でもそれは、本当は見せかけの儀式。本当の魔法士の契約というのは、人間と強大な存在との――。
そこまで考えて改めて疑問が生じる。魔法士じゃない彼女に誰が教えたの?
「だめなの? 私を守ってほしいの」
迫るユーナに私は何と返事をしようかと迷う。
「……いいえ、そうじゃ、ないけど」
聖女を主にするということを、あの方は許すだろうか。気がかりなのは、そこだった。
それに魔法を使うのは、自分の意志、自分の責任でしたかった。
ただ自分は、国王の要請で魔法を使うこともある。
彼女は国王に近い立場だから問題はないはず、だけど。
もし、ユーナの命令が大それたものであったら、国を滅ぼしかねない。
(いいえ。ユーナはそんなことを願わない)
彼女は、とても慎重で、謙虚で……少し弱い。
それに人を傷つける魔法は制約があるから、ユーナが願っても簡単に行使することはできない。
だから、ユーナを主にしても、問題ない。
心に引っかかる棘を無視するように、私は自分に言い聞かせた。
(それに断ったら、ユーナはもう私との関係を切るだろう。
彼女が今度こそ離れていく。……それが、とても怖い。
今でもほとんど無視されているのに、完全に断たれてしまったら……。
「――わかったわ。あなたの不安がそれでなくなるなら」
理由はわからなくてもいい。彼女のためになら、私は何でもしたかった。
つま先まで隠れる黒のローブをさばき、私は片膝をつく。ユーナの足先を見下ろし、言葉を紡ぐ。

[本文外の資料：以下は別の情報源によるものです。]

//! In-process named lock manager
//!
//! Each resource name maps to a `tokio::sync::Mutex<()>` stored in a
//! `DashMap`. Tokio's mutex queues waiters in FIFO order, so concurrent
//! acquirers of one name are served strictly in acquisition order.
//!
//! Entries are pruned on release once no other task holds or waits on them.

use std::sync::Arc;

use async_trait::async_trait;
use dashmap::DashMap;
use tokio::sync::Mutex;
use tracing::trace;

use relkv_core::StoreResult;

use crate::{LockGuard, LockManager};

type LockTable = DashMap<String, Arc<Mutex<()>>>;

/// FIFO named locks for a single process
#[derive(Debug, Default, Clone)]
pub struct NamedLocks {
    locks: Arc<LockTable>,
}

impl NamedLocks {
    /// Create an empty lock table
    pub fn new() -> Self {
        Self::default()
    }

    /// True if `resource` is currently held
    pub fn is_held(&self, resource: &str) -> bool {
        self.locks
            .get(resource)
            .map_or(false, |mutex| mutex.try_lock().is_err())
    }

    /// Number of names with a holder or waiter
    pub fn active(&self) -> usize {
        self.locks.len()
    }

    fn mutex_for(&self, resource: &str) -> Arc<Mutex<()>> {
        // Clone under the shard lock so pruning cannot race with a new waiter
        self.locks
            .entry(resource.to_string())
            .or_insert_with(|| Arc::new(Mutex::new(())))
            .clone()
    }
}

#[async_trait]
impl LockManager for NamedLocks {
    async fn acquire(&self, resource: &str) -> StoreResult<LockGuard> {
        let guard = self.mutex_for(resource).lock_owned().await;
        trace!(resource, "lock acquired");

        let table = Arc::clone(&self.locks);
        let name = resource.to_string();
        Ok(LockGuard::new(resource, move || {
            drop(guard);
            table.remove_if(&name, |_, mutex| Arc::strong_count(mutex) == 1);
            trace!(resource = %name, "lock released");
        }))
    }
}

“我はリュクスは誓う。聖女ユーナにこの身を捧げ、主とし、その命に従うことを”
そして顔をあげる。
「ユーナ、手の甲を」
彼女が差し出す手を掲げるように持ち、甲に額を近づけた。
“その誓いが破られしとき、契約の神であり世界の母である女神イリヤよ、我に死を与えまえ”
ユーナの手が、わずかに揺れている気がした。
二人を包む白い光が淡く昇り、不意に消えた。
「これで。あなたは私の“命令”になんでも従うのね」
「――そうね」
私の声は震えていた。心臓が激しく脈打っていた。
大きな魔法を使った時でもこんなに動揺しなかった。
親友の私に、“命令”をするのか、と。ショックを受けて顔をあげると、彼女は何も気がつかないように笑みを浮かばせ、安堵をにじませた。
「もう一つ、お願いがあるの」
彼女の声が遠くに聞こえ、通りすぎていく。
「――このことは、私達だけの秘密にしてね。私の騎士たちにも、誰にも言わないでね」
余計な心配はさせたくないじゃない、と。